Instructions for the task -
Would you transcribe the records word for word, please?

**********

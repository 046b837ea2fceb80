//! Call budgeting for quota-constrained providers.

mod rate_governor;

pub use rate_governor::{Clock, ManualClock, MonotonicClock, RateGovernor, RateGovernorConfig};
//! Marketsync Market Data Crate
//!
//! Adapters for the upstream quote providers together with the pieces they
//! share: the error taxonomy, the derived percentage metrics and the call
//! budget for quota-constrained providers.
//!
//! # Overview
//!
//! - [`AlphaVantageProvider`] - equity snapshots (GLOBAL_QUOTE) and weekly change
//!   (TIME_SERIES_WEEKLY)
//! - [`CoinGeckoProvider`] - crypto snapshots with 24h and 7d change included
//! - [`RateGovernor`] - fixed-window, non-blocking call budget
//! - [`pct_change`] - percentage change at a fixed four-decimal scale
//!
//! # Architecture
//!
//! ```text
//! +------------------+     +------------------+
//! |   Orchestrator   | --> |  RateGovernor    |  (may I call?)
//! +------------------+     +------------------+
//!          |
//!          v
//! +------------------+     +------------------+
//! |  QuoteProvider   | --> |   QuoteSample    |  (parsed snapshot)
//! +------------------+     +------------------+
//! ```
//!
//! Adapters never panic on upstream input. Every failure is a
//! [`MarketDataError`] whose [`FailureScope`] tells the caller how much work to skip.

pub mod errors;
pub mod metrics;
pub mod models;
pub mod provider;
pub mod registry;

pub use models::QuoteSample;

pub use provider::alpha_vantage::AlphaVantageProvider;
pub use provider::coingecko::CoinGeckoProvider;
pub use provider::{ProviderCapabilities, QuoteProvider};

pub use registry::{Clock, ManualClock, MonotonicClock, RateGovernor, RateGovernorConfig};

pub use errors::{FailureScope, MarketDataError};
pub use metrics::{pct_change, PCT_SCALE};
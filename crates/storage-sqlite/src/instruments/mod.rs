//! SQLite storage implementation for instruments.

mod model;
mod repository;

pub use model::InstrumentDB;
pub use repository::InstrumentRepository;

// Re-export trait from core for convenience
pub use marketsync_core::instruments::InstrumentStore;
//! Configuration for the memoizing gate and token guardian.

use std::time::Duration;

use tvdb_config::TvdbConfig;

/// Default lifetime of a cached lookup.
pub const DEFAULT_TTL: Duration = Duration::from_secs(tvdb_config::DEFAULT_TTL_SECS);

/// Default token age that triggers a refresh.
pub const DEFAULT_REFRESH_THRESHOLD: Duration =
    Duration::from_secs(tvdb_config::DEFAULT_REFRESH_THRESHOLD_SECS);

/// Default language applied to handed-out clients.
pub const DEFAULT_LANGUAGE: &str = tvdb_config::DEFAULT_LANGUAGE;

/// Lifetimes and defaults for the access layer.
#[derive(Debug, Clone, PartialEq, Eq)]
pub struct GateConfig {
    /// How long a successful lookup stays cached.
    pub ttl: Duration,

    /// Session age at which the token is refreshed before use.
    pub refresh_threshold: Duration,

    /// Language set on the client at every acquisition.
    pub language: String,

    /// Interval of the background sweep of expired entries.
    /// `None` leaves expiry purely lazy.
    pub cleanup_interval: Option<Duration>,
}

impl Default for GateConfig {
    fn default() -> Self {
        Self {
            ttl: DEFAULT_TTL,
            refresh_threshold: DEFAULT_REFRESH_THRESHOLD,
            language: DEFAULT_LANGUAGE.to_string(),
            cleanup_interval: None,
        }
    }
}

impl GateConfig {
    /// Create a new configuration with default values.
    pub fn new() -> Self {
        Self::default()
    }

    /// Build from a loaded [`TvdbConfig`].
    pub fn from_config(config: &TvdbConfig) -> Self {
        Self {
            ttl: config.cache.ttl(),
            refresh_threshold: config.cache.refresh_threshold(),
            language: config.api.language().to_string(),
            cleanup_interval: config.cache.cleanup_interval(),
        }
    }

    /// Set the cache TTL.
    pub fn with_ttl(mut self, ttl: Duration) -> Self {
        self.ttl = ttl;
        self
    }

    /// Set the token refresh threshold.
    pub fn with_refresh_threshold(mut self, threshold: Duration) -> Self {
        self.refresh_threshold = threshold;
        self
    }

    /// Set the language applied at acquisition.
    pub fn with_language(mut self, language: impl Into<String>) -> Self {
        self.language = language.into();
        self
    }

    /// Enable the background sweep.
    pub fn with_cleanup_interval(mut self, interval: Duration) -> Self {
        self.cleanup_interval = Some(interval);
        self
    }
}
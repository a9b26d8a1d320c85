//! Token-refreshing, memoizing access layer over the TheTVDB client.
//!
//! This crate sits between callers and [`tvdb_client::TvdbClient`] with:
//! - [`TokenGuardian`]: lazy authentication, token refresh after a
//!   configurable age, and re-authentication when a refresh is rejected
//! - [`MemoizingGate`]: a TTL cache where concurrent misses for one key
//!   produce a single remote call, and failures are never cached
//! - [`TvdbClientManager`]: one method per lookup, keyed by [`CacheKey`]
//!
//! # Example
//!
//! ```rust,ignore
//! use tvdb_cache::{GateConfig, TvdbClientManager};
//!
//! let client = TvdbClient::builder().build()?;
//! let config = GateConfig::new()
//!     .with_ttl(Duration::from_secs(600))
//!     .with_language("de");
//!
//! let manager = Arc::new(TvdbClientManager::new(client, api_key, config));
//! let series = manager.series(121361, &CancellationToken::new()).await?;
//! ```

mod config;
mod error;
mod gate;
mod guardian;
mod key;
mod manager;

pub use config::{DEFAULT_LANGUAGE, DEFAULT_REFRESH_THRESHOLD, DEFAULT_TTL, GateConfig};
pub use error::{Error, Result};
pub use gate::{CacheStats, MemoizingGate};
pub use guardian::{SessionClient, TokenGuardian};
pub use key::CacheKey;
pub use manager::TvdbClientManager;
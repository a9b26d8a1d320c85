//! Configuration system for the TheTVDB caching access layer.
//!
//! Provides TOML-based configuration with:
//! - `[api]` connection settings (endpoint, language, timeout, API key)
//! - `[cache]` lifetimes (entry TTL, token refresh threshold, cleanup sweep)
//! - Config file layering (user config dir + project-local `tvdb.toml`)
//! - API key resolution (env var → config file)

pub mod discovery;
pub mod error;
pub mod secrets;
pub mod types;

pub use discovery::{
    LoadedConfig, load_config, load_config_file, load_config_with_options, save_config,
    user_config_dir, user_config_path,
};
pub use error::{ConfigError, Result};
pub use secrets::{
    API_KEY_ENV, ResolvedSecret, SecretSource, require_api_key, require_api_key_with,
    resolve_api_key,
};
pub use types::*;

**********

Your response -
repository 046b837ea2fceb80
//! Call budgeting for quota-constrained providers.

mod rate_governor;

pub use rate_governor::{Clock, ManualClock, MonotonicClock, RateGovernor, RateGovernorConfig};
//! Marketsync Market Data Crate
//!
//! Adapters for the upstream quote providers together with the pieces they
//! share: the error taxonomy, the derived percentage metrics and the call
//! budget for quota-constrained providers.
//!
//! # Overview
//!
//! - [`AlphaVantageProvider`] - equity snapshots (GLOBAL_QUOTE) and weekly change
//!   (TIME_SERIES_WEEKLY)
//! - [`CoinGeckoProvider`] - crypto snapshots with 24h and 7d change included
//! - [`RateGovernor`] - fixed-window, non-blocking call budget
//! - [`pct_change`] - percentage change at a fixed four-decimal scale
//!
//! # Architecture
//!
//! ```text
//! +------------------+     +------------------+
//! |   Orchestrator   | --> |  RateGovernor    |  (may I call?)
//! +------------------+     +------------------+
//!          |
//!          v
//! +------------------+     +------------------+
//! |  QuoteProvider   | --> |   QuoteSample    |  (parsed snapshot)
//! +------------------+     +------------------+
//! ```
//!
//! Adapters never panic on upstream input. Every failure is a
//! [`MarketDataError`] whose [`FailureScope`] tells the caller how much work to skip.

pub mod errors;
pub mod metrics;
pub mod models;
pub mod provider;
pub mod registry;

pub use models::QuoteSample;

pub use provider::alpha_vantage::AlphaVantageProvider;
pub use provider::coingecko::CoinGeckoProvider;
pub use provider::{ProviderCapabilities, QuoteProvider};

pub use registry::{Clock, ManualClock, MonotonicClock, RateGovernor, RateGovernorConfig};

pub use errors::{FailureScope, MarketDataError};
pub use metrics::{pct_change, PCT_SCALE};
filename crates/storage-sqlite/src/instruments/mod.rs
//! SQLite storage implementation for instruments.

mod model;
mod repository;

pub use model::InstrumentDB;
pub use repository::InstrumentRepository;

// Re-export trait from core for convenience
pub use marketsync_core::instruments::InstrumentStore;
//! Configuration for the memoizing gate and token guardian.

use std::time::Duration;

use tvdb_config::TvdbConfig;

/// Default lifetime of a cached lookup.
pub const DEFAULT_TTL: Duration = Duration::from_secs(tvdb_config::DEFAULT_TTL_SECS);

/// Default token age that triggers a refresh.
pub const DEFAULT_REFRESH_THRESHOLD: Duration =
    Duration::from_secs(tvdb_config::DEFAULT_REFRESH_THRESHOLD_SECS);

/// Default language applied to handed-out clients.
pub const DEFAULT_LANGUAGE: &str = tvdb_config::DEFAULT_LANGUAGE;

/// Lifetimes and defaults for the access layer.
#[derive(Debug, Clone, PartialEq, Eq)]
pub struct GateConfig {
    /// How long a successful lookup stays cached.
    pub ttl: Duration,

    /// Session age at which the token is refreshed before use.
    pub refresh_threshold: Duration,

    /// Language set on the client at every acquisition.
    pub language: String,

    /// Interval of the background sweep of expired entries.
    /// `None` leaves expiry purely lazy.
    pub cleanup_interval: Option<Duration>,
}

impl Default for GateConfig {
    fn default() -> Self {
        Self {
            ttl: DEFAULT_TTL,
            refresh_threshold: DEFAULT_REFRESH_THRESHOLD,
            language: DEFAULT_LANGUAGE.to_string(),
            cleanup_interval: None,
        }
    }
}

impl GateConfig {
    /// Create a new configuration with default values.
    pub fn new() -> Self {
        Self::default()
    }

    /// Build from a loaded [`TvdbConfig`].
    pub fn from_config(config: &TvdbConfig) -> Self {
        Self {
            ttl: config.cache.ttl(),
            refresh_threshold: config.cache.refresh_threshold(),
            language: config.api.language().to_string(),
            cleanup_interval: config.cache.cleanup_interval(),
        }
    }

    /// Set the cache TTL.
    pub fn with_ttl(mut self, ttl: Duration) -> Self {
        self.ttl = ttl;
        self
    }

    /// Set the token refresh threshold.
    pub fn with_refresh_threshold(mut self, threshold: Duration) -> Self {
        self.refresh_threshold = threshold;
        self
    }

    /// Set the language applied at acquisition.
    pub fn with_language(mut self, language: impl Into<String>) -> Self {
        self.language = language.into();
        self
    }

    /// Enable the background sweep.
    pub fn with_cleanup_interval(mut self, interval: Duration) -> Self {
        self.cleanup_interval = Some(interval);
        self
    }
}
repository a9b26d8a1d320c85
//! Token-refreshing, memoizing access layer over the TheTVDB client.
//!
//! This crate sits between callers and [`tvdb_client::TvdbClient`] with:
//! - [`TokenGuardian`]: lazy authentication, token refresh after a
//!   configurable age, and re-authentication when a refresh is rejected
//! - [`MemoizingGate`]: a TTL cache where concurrent misses for one key
//!   produce a single remote call, and failures are never cached
//! - [`TvdbClientManager`]: one method per lookup, keyed by [`CacheKey`]
//!
//! # Example
//!
//! ```rust,ignore
//! use tvdb_cache::{GateConfig, TvdbClientManager};
//!
//! let client = TvdbClient::builder().build()?;
//! let config = GateConfig::new()
//!     .with_ttl(Duration::from_secs(600))
//!     .with_language("de");
//!
//! let manager = Arc::new(TvdbClientManager::new(client, api_key, config));
//! let series = manager.series(121361, &CancellationToken::new()).await?;
//! ```

mod config;
mod error;
mod gate;
mod guardian;
mod key;
mod manager;

pub use config::{DEFAULT_LANGUAGE, DEFAULT_REFRESH_THRESHOLD, DEFAULT_TTL, GateConfig};
pub use error::{Error, Result};
pub use gate::{CacheStats, MemoizingGate};
pub use guardian::{SessionClient, TokenGuardian};
pub use key::CacheKey;
pub use manager::TvdbClientManager;
repository a9b26d8a1d320c85
//! Configuration system for the TheTVDB caching access layer.
//!
//! Provides TOML-based configuration with:
//! - `[api]` connection settings (endpoint, language, timeout, API key)
//! - `[cache]` lifetimes (entry TTL, token refresh threshold, cleanup sweep)
//! - Config file layering (user config dir + project-local `tvdb.toml`)
//! - API key resolution (env var → config file)

pub mod discovery;
pub mod error;
pub mod secrets;
pub mod types;

pub use discovery::{
    LoadedConfig, load_config, load_config_file, load_config_with_options, save_config,
    user_config_dir, user_config_path,
};
pub use error::{ConfigError, Result};
pub use secrets::{
    API_KEY_ENV, ResolvedSecret, SecretSource, require_api_key, require_api_key_with,
    resolve_api_key,
};
pub use types::*;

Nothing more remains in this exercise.